Brenda has a Bachelor’s Degree in English and Language Arts and is also one of the WritAnon editors. She will be posting tips about grammar, punctuation, and spelling each Wednesday on WritAnon’s blog. Subscribe to the RSS feed to see her posts as they come!

As an English and Language Arts major, I love playing with words. I love to look at words and wonder where did these words come from? I think Shakespeare and Chaucer are pure geniuses. However, as an educator, I have noticed that most schools no longer focus on spelling as much as they used to. The focus is now on math, science, writing and, gasp, reading! Now, how in the world do they expect students to read without first knowing how to spell?

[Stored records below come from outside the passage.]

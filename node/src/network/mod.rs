// Copyright (c) 2025 Varshith Gudur. Licensed under AGPLv3.
pub mod agent;
pub mod api_client;

pub use agent::ReplicaClient;
pub use api_client::{IndexApiClient, RecordSource};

I have been leading a fifth grade Girl Scout troop for the past few months and at our last meeting, the girls were asked to make a list of tools that can be found in a tool box. One of the girls could not spell words like “hammer” or “tape”. I refused to spell them for her. Her mother, the co-leader, was going along with spelling the words for her until I told the girl that by fifth grade she was perfectly capable to sounding words out.

I am also tutoring third grade students and have noticed that they lack basic spelling skills, as well. In both settings when I have refused to help a student with words that they should know how to spell, they informed me that their teacher would either spell it for them or if they were on the computer, spell check would have caught it.

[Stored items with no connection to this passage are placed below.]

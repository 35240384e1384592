// Copyright (c) 2025 Varshith Gudur. Licensed under AGPLv3.
use std::time::Duration;

use tokio::net::TcpListener;

use certwatch_kernel::integrity::IntegrityChecker;
use certwatch_node::auditor::Auditor;
use certwatch_node::config::AuditConfig;
use certwatch_node::errors::NodeError;
use certwatch_node::network::{IndexApiClient, ReplicaClient};
use certwatch_node::server::{build_router, record_outcomes, AppState};
use certwatch_node::telemetry::init_telemetry;

#[tokio::main]
async fn main() -> Result<(), NodeError> {
    init_telemetry();

    let cfg = AuditConfig::from_env()?;
    tracing::info!(
        "Starting certwatch node: host {}, API {}, {} canisters",
        cfg.ic_host,
        cfg.api_url,
        cfg.canisters.len()
    );

    let replica = ReplicaClient::new(&cfg.ic_host, cfg.timeout, cfg.ingress_expiry)?;
    let api = IndexApiClient::new(&cfg.api_url, cfg.timeout)?;
    let checker = IntegrityChecker::new(replica, cfg.verifier()?);
    let state = AppState::new(Auditor::new(checker, api, cfg.max_concurrency));

    if !cfg.canisters.is_empty() {
        let auditor = state.auditor.clone();
        let reports = state.reports.clone();
        let canisters = cfg.canisters.clone();
        let interval_secs = cfg.interval_secs;
        tokio::spawn(async move {
            loop {
                tracing::debug!("Audit round over {} canisters", canisters.len());
                let outcomes = auditor.audit_many(&canisters).await;
                record_outcomes(&reports, &outcomes).await;

                match interval_secs {
                    Some(secs) => tokio::time::sleep(Duration::from_secs(secs)).await,
                    None => break,
                }
            }
        });
    }

    let app = build_router(state, cfg.auth_token.clone());
    tracing::info!("Listening on {}", cfg.bind_addr);
    let listener = TcpListener::bind(cfg.bind_addr).await?;
    axum::serve(listener, app).await?;
    Ok(())
}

As an editor, I have gotten several submitted works that had many spelling and grammatical errors that could have been eliminated through a small amount of proofreading and double checking the correct spelling of some words against a dictionary.

So when is the use of spell check appropriate? I have become a firm believer that students need to be encouraged to become less dependent on spell check. If the students really want to know how to spell a word, they have two old school choices: they can sound it out to the best of their ability or they could use the old fashioned spell checker: the dictionary. If they really do not know how to spell it, they may ask the teacher or a classmate that may know how to spell the word.

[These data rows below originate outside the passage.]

// Copyright (c) 2025 Varshith Gudur. Licensed under AGPLv3.
//! Replica `read_state` client.
//!
//! Sends an unsigned query from the anonymous principal. The certificate in
//! the response is returned as raw bytes; nothing here trusts it.

use std::time::{Duration, SystemTime, UNIX_EPOCH};

use async_trait::async_trait;
use reqwest::header::CONTENT_TYPE;
use reqwest::Client;
use serde::{Deserialize, Serialize};
use serde_bytes::{ByteBuf, Bytes};

use certwatch_kernel::config::CBOR_SELF_DESCRIBE;
use certwatch_kernel::error::FetchError;
use certwatch_kernel::integrity::StateReader;
use certwatch_kernel::tree::Path;
use certwatch_kernel::types::principal::Principal;

use crate::errors::NodeError;

#[derive(Serialize)]
struct Envelope<'a> {
    content: ReadStateContent<'a>,
}

#[derive(Serialize)]
struct ReadStateContent<'a> {
    request_type: &'static str,
    sender: &'a Bytes,
    paths: Vec<Vec<&'a Bytes>>,
    ingress_expiry: u64,
}

#[derive(Deserialize)]
struct ReadStateResponse {
    #[serde(default)]
    certificate: Option<ByteBuf>,
    #[serde(default)]
    reject_message: Option<String>,
}

/// Encodes a `read_state` request envelope, self-describe tag included.
pub fn encode_read_state(paths: &[Path], ingress_expiry_ns: u64) -> Result<Vec<u8>, FetchError> {
    let sender = Principal::anonymous();
    let envelope = Envelope {
        content: ReadStateContent {
            request_type: "read_state",
            sender: Bytes::new(sender.as_slice()),
            paths: paths
                .iter()
                .map(|path| path.labels().iter().map(|l| Bytes::new(l.as_bytes())).collect())
                .collect(),
            ingress_expiry: ingress_expiry_ns,
        },
    };

    let mut out = CBOR_SELF_DESCRIBE.to_vec();
    let body = serde_cbor::to_vec(&envelope)
        .map_err(|e| FetchError::Network(format!("request encoding failed: {}", e)))?;
    out.extend(body);
    Ok(out)
}

#[derive(Debug, Clone)]
pub struct ReplicaClient {
    base_url: String,
    client: Client,
    ingress_expiry: Duration,
}

impl ReplicaClient {
    pub fn new(host: &str, timeout: Duration, ingress_expiry: Duration) -> Result<Self, NodeError> {
        let client = Client::builder()
            .timeout(timeout)
            .build()
            .map_err(|e| NodeError::Http(e.to_string()))?;
        Ok(Self {
            base_url: host.trim_end_matches('/').to_string(),
            client,
            ingress_expiry,
        })
    }

    pub fn base_url(&self) -> &str {
        &self.base_url
    }

    fn expiry_ns(&self) -> u64 {
        let now = SystemTime::now()
            .duration_since(UNIX_EPOCH)
            .unwrap_or_default();
        (now + self.ingress_expiry).as_nanos() as u64
    }
}

pub(crate) fn map_reqwest_error(e: reqwest::Error) -> FetchError {
    if e.is_timeout() {
        FetchError::Timeout
    } else {
        FetchError::Network(e.to_string())
    }
}

#[async_trait]
impl StateReader for ReplicaClient {
    async fn read_state(&self, canister_id: &Principal, paths: &[Path]) -> Result<Vec<u8>, FetchError> {
        let url = format!(
            "{}/api/v2/canister/{}/read_state",
            self.base_url,
            canister_id.to_text()
        );
        let body = encode_read_state(paths, self.expiry_ns())?;
        tracing::debug!("read_state {} ({} paths)", canister_id, paths.len());

        let resp = self
            .client
            .post(&url)
            .header(CONTENT_TYPE, "application/cbor")
            .body(body)
            .send()
            .await
            .map_err(map_reqwest_error)?;

        if !resp.status().is_success() {
            return Err(FetchError::Network(format!(
                "read_state request failed: {}",
                resp.status()
            )));
        }

        let bytes = resp.bytes().await.map_err(map_reqwest_error)?;
        let parsed: ReadStateResponse = serde_cbor::from_slice(&bytes)
            .map_err(|e| FetchError::Network(format!("unreadable read_state response: {}", e)))?;

        match (parsed.certificate, parsed.reject_message) {
            (Some(certificate), _) => Ok(certificate.into_vec()),
            (None, Some(reason)) => Err(FetchError::Network(format!("read_state rejected: {}", reason))),
            (None, None) => Err(FetchError::Network("read_state response has no certificate".into())),
        }
    }
}

#[cfg(test)]
mod tests {
    use super::*;
    use serde_cbor::Value;

    #[test]
    fn test_envelope_layout() {
        let canister = Principal::from_text("ryjl3-tyaaa-aaaaa-aaaba-cai").unwrap();
        let path: Path = [b"canister".as_slice(), canister.as_slice(), b"module_hash".as_slice()]
            .into_iter()
            .collect();
        let bytes = encode_read_state(&[path], 42).unwrap();
        assert_eq!(&bytes[..3], &CBOR_SELF_DESCRIBE);

        let value: Value = serde_cbor::from_slice(&bytes[3..]).unwrap();
        let content = match value {
            Value::Map(map) => map[&Value::Text("content".into())].clone(),
            other => panic!("unexpected {:?}", other),
        };
        let content = match content {
            Value::Map(map) => map,
            other => panic!("unexpected {:?}", other),
        };
        assert_eq!(
            content[&Value::Text("request_type".into())],
            Value::Text("read_state".into())
        );
        assert_eq!(content[&Value::Text("sender".into())], Value::Bytes(vec![0x04]));
        assert_eq!(content[&Value::Text("ingress_expiry".into())], Value::Integer(42));
        assert_eq!(
            content[&Value::Text("paths".into())],
            Value::Array(vec![Value::Array(vec![
                Value::Bytes(b"canister".to_vec()),
                Value::Bytes(canister.as_slice().to_vec()),
                Value::Bytes(b"module_hash".to_vec()),
            ])])
        );
    }
}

As for adults, I suggest that if you are unsure of how a word is spelled, that you try to sound it out, as it is more likely to stick in your mind. If you cannot figure how to spell a word after that point, look it up in a dictionary or, as a last resort, use the spell checker.

However, be warned that spell check is not always correct. It does get words wrong. Even when you have used spell check, do not assume that it selected the correct word. You should still use a dictionary or a thesarus to check on the spelling. This practice helps the word to stick in your mind. Be sure to proofread your work and make sure that your sentences make sense and that you have said you wanted to say.

I will leave you with this thought: an excellent professor I had in college once told me that if you can read your work backwords, so that you are reading the last sentence first and your work makes sense all the way through to the beginning, then you have written something well.